First studies of the endonuclease properties of the stand-alone Cas1 focused on the casposase purified from Aciduliprofundum boonei (Hickman and Dyda, 2015). Research has consistently shown that both short oligonucleotides and 2.8 kb-long DNA fragments could be integrated by casposase if they are flanked with terminal inverted repeats (TIRs). The integration results in the generation of 15-bp-long target site duplications (TSDs). The first experiments suggested also that Cas1 has no sequence specificity, and the integration site is random (Hickman and Dyda, 2015). However, this surprising result can be explained by the lack of reconstructed integration target site in a casposase's substrate.
While examining the same enzyme, Béguin et al. (2016) came to the opposite conclusions. In the presence of the integration target site, the Cas1 casposase of A. boonei shows a high preference. An artificial casposon carrying a kanamycin resistance gene and flanked with TIR sequences was integrated (often in tandem) into the reconstructed target site at the 3′ end of the tRNA-Pro gene generating short duplications at the ends (TSDs).
In 2019, the DNA motif recognized by the A. boonei casposases has been reported (Béguin et al., 2019). The critical residues for the casposon integration are five terminal nucleotides at the 3' casposon's end. This is also true for the Cas1 nuclease isolated from Nitrosopumilus koreensis despite being classified into different family of caposons (Béguin et al., 2019).

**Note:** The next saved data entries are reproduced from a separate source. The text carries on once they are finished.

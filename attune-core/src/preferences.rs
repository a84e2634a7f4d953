//! User preference model and the fixed lookup tables that translate it
//! into search parameters.
//!
//! Moods, topics, exclusions and time budgets are closed enumerations; the
//! emoji-decorated labels the UI shows live in the presentation layer, not
//! here. The `SurpriseMe` and `NoFilters` members are sentinels: their
//! presence anywhere in a selection overrides the sibling members.

use serde::{Deserialize, Serialize};

/// Sentiment range applied when no mood filter is in effect
pub const FULL_SENTIMENT_RANGE: (f64, f64) = (-1.0, 1.0);

/// Reader mood, mapped to a sentiment score range
#[derive(Debug, Clone, Copy, PartialEq, Eq, Serialize, Deserialize)]
#[serde(rename_all = "snake_case")]
pub enum Mood {
    Happy,
    Neutral,
    Anxious,
    Curious,
    Tired,
}

impl Mood {
    /// Sentiment (min, max) filter for this mood
    pub fn sentiment_range(self) -> (f64, f64) {
        match self {
            Mood::Happy => (0.4, 1.0),
            Mood::Neutral => (-0.4, 0.4),
            Mood::Anxious => (-0.1, 0.5),
            Mood::Curious => (-0.5, 1.0),
            Mood::Tired => (0.0, 0.7),
        }
    }
}

/// Topic of interest, mapped to a backend category identifier
#[derive(Debug, Clone, Copy, PartialEq, Eq, Serialize, Deserialize)]
#[serde(rename_all = "snake_case")]
pub enum Topic {
    Technology,
    Politics,
    WorldNews,
    ArtsCulture,
    Health,
    Sports,
    /// Sentinel: suppress category filtering entirely
    SurpriseMe,
}

impl Topic {
    /// Backend category identifier, None for the sentinel
    pub fn category_uri(self) -> Option<&'static str> {
        match self {
            Topic::Technology => Some("news/Technology"),
            Topic::Politics => Some("news/Politics"),
            Topic::WorldNews => Some("news/World"),
            Topic::ArtsCulture => Some("news/Arts_and_Entertainment"),
            Topic::Health => Some("news/Health"),
            Topic::Sports => Some("news/Sports"),
            Topic::SurpriseMe => None,
        }
    }

    /// Human-readable name, used as the category fallback for articles the
    /// backend did not categorize
    pub fn display_name(self) -> Option<&'static str> {
        match self {
            Topic::Technology => Some("Technology"),
            Topic::Politics => Some("Politics"),
            Topic::WorldNews => Some("World news"),
            Topic::ArtsCulture => Some("Arts & Culture"),
            Topic::Health => Some("Health"),
            Topic::Sports => Some("Sports"),
            Topic::SurpriseMe => None,
        }
    }
}

/// Topic the reader wants to skip, expanded to a keyword blocklist
#[derive(Debug, Clone, Copy, PartialEq, Eq, Serialize, Deserialize)]
#[serde(rename_all = "snake_case")]
pub enum Exclusion {
    HealthDisease,
    Politics,
    Crime,
    CelebrityGossip,
    /// Sentinel: clear all exclusions
    NoFilters,
}

impl Exclusion {
    /// Fixed disjunction of 15 synonyms for this exclusion, None for the
    /// sentinel. Individual keywords are separated by " OR ".
    pub fn keyword_phrase(self) -> Option<&'static str> {
        match self {
            Exclusion::HealthDisease => Some(
                "disease OR illness OR cancer OR virus OR epidemic OR pandemic OR outbreak \
                 OR infection OR diagnosis OR hospital OR surgery OR tumor OR vaccine \
                 OR symptom OR mortality",
            ),
            Exclusion::Politics => Some(
                "politics OR election OR senate OR congress OR parliament OR president \
                 OR campaign OR legislation OR policy OR government OR minister OR ballot \
                 OR referendum OR partisan OR lawmaker",
            ),
            Exclusion::Crime => Some(
                "crime OR murder OR robbery OR assault OR theft OR shooting OR homicide \
                 OR kidnapping OR fraud OR arrest OR trial OR sentencing OR burglary \
                 OR violence OR stabbing",
            ),
            Exclusion::CelebrityGossip => Some(
                "celebrity OR gossip OR scandal OR divorce OR romance OR paparazzi \
                 OR influencer OR reality show OR hollywood OR red carpet OR breakup \
                 OR affair OR feud OR viral OR tabloid",
            ),
            Exclusion::NoFilters => None,
        }
    }
}

/// Inclusive word-count range derived from a time budget
#[derive(Debug, Clone, Copy, PartialEq, Eq, Serialize, Deserialize)]
pub struct WordRange {
    pub min: usize,
    /// None means unbounded (long reads only require the minimum)
    pub max: Option<usize>,
}

/// Available reading time, mapped to a word-count range at 225 wpm
#[derive(Debug, Clone, Copy, PartialEq, Eq, Serialize, Deserialize)]
#[serde(rename_all = "snake_case")]
pub enum TimeBudget {
    /// Under 2 minutes
    Quick,
    /// 5-10 minutes
    Medium,
    /// 10+ minutes
    Long,
    /// Just browsing, no length filter
    NoRush,
}

impl TimeBudget {
    /// Word-count range for this budget, None when no filter applies
    pub fn word_range(self) -> Option<WordRange> {
        match self {
            TimeBudget::Quick => Some(WordRange {
                min: 0,
                max: Some(450),
            }),
            TimeBudget::Medium => Some(WordRange {
                min: 450,
                max: Some(2250),
            }),
            TimeBudget::Long => Some(WordRange {
                min: 2250,
                max: None,
            }),
            TimeBudget::NoRush => None,
        }
    }
}

/// Structured user choices for one recommendation session
#[derive(Debug, Clone, Serialize, Deserialize)]
#[serde(default)]
pub struct PreferenceSet {
    /// Current mood, None when unset
    pub mood: Option<Mood>,
    /// Topics of interest, possibly empty or containing the sentinel
    pub topics: Vec<Topic>,
    /// Topics to skip, possibly empty or containing the sentinel
    pub exclusions: Vec<Exclusion>,
    /// Available reading time, None when unset
    pub time_budget: Option<TimeBudget>,
    /// How many results one search requests from the backend
    pub article_count: usize,
}

impl Default for PreferenceSet {
    fn default() -> Self {
        Self {
            mood: None,
            topics: Vec::new(),
            exclusions: Vec::new(),
            time_budget: None,
            article_count: 100,
        }
    }
}

impl PreferenceSet {
    /// Sentiment (min, max) for the selected mood; the full range when unset
    pub fn sentiment_range(&self) -> (f64, f64) {
        self.mood
            .map(Mood::sentiment_range)
            .unwrap_or(FULL_SENTIMENT_RANGE)
    }

    /// Category identifiers for the selected topics
    ///
    /// The `SurpriseMe` sentinel overrides every other selection and yields
    /// an empty list, which downstream code treats as "no category filter".
    pub fn category_uris(&self) -> Vec<String> {
        if self.topics.contains(&Topic::SurpriseMe) {
            return Vec::new();
        }
        let mut uris: Vec<String> = Vec::new();
        for topic in &self.topics {
            if let Some(uri) = topic.category_uri() {
                if !uris.iter().any(|u| u == uri) {
                    uris.push(uri.to_string());
                }
            }
        }
        uris
    }

    /// Flattened list of individual exclusion keywords
    ///
    /// The `NoFilters` sentinel overrides every other selection and clears
    /// the list.
    pub fn exclusion_keywords(&self) -> Vec<String> {
        if self.exclusions.contains(&Exclusion::NoFilters) {
            return Vec::new();
        }
        self.exclusions
            .iter()
            .filter_map(|exclusion| exclusion.keyword_phrase())
            .flat_map(|phrase| phrase.split(" OR "))
            .map(|keyword| keyword.trim().to_string())
            .collect()
    }

    /// Word-count range for the selected time budget
    pub fn word_range(&self) -> Option<WordRange> {
        self.time_budget.and_then(TimeBudget::word_range)
    }

    /// Category name assigned to articles the backend left uncategorized,
    /// taken from the first non-sentinel topic
    pub fn fallback_category(&self) -> Option<&'static str> {
        self.topics
            .iter()
            .find(|topic| **topic != Topic::SurpriseMe)
            .and_then(|topic| topic.display_name())
    }
}

#[cfg(test)]
mod tests {
    use super::*;

    #[test]
    fn test_unset_mood_yields_full_range() {
        let preferences = PreferenceSet::default();
        assert_eq!(preferences.sentiment_range(), (-1.0, 1.0));
    }

    #[test]
    fn test_mood_table() {
        assert_eq!(Mood::Happy.sentiment_range(), (0.4, 1.0));
        assert_eq!(Mood::Neutral.sentiment_range(), (-0.4, 0.4));
        assert_eq!(Mood::Anxious.sentiment_range(), (-0.1, 0.5));
        assert_eq!(Mood::Curious.sentiment_range(), (-0.5, 1.0));
        assert_eq!(Mood::Tired.sentiment_range(), (0.0, 0.7));
    }

    #[test]
    fn test_surprise_me_overrides_other_topics() {
        let preferences = PreferenceSet {
            topics: vec![Topic::Technology, Topic::SurpriseMe, Topic::Health],
            ..PreferenceSet::default()
        };
        assert!(preferences.category_uris().is_empty());
    }

    #[test]
    fn test_category_uris_deduplicated() {
        let preferences = PreferenceSet {
            topics: vec![Topic::Health, Topic::Health, Topic::Sports],
            ..PreferenceSet::default()
        };
        assert_eq!(
            preferences.category_uris(),
            vec!["news/Health".to_string(), "news/Sports".to_string()]
        );
    }

    #[test]
    fn test_no_filters_overrides_other_exclusions() {
        let preferences = PreferenceSet {
            exclusions: vec![Exclusion::Crime, Exclusion::NoFilters],
            ..PreferenceSet::default()
        };
        assert!(preferences.exclusion_keywords().is_empty());
    }

    #[test]
    fn test_each_exclusion_expands_to_fifteen_keywords() {
        for exclusion in [
            Exclusion::HealthDisease,
            Exclusion::Politics,
            Exclusion::Crime,
            Exclusion::CelebrityGossip,
        ] {
            let preferences = PreferenceSet {
                exclusions: vec![exclusion],
                ..PreferenceSet::default()
            };
            let keywords = preferences.exclusion_keywords();
            assert_eq!(keywords.len(), 15, "{exclusion:?}");
            assert!(keywords.iter().all(|k| !k.is_empty() && !k.contains(" OR ")));
        }
    }

    #[test]
    fn test_word_ranges() {
        assert_eq!(
            TimeBudget::Quick.word_range(),
            Some(WordRange {
                min: 0,
                max: Some(450)
            })
        );
        assert_eq!(
            TimeBudget::Long.word_range(),
            Some(WordRange {
                min: 2250,
                max: None
            })
        );
        assert_eq!(TimeBudget::NoRush.word_range(), None);
    }

    #[test]
    fn test_fallback_category_skips_sentinel() {
        let preferences = PreferenceSet {
            topics: vec![Topic::SurpriseMe, Topic::ArtsCulture],
            ..PreferenceSet::default()
        };
        assert_eq!(preferences.fallback_category(), Some("Arts & Culture"));

        let surprise_only = PreferenceSet {
            topics: vec![Topic::SurpriseMe],
            ..PreferenceSet::default()
        };
        assert_eq!(surprise_only.fallback_category(), None);
    }

    #[test]
    fn test_default_article_count() {
        assert_eq!(PreferenceSet::default().article_count, 100);
    }

    #[test]
    fn test_preferences_deserialize_with_missing_fields() {
        let preferences: PreferenceSet =
            serde_json::from_str(r#"{"mood": "curious", "topics": ["world_news"]}"#).unwrap();
        assert_eq!(preferences.mood, Some(Mood::Curious));
        assert_eq!(preferences.topics, vec![Topic::WorldNews]);
        assert_eq!(preferences.article_count, 100);
    }
}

Interestingly, sequences recognized by the Cas1 endonuclease during the protospacer and casposon integration share some genetic characteristics (Krupovic et al., 2017). In both cases, the target site consists of two parts:
(i) a sequence that is duplicated (the repetitive sequence in the CRISPR locus, and the casposons' TSDs) (Krupovic et al., 2017),
(ii) the upstream sequence that determines the integration target site (the leader sequence in the CRISPR locus, and the 18-nucleotide segment encoding the TψC loop in tRNA-Pro in the case of casposase A. boonei) (Béguin et al., 2016; Krupovic et al., 2017).
Furthermore, the casposon integration strictly depends on the distal parts of the terminal inverted repeats flanking a mobile element (Hickman and Dyda 2015), while in the E. coli CRISPR-Cas system, the protospacer integration specificity is determined by the PAM sequence (Westra et al., 2013).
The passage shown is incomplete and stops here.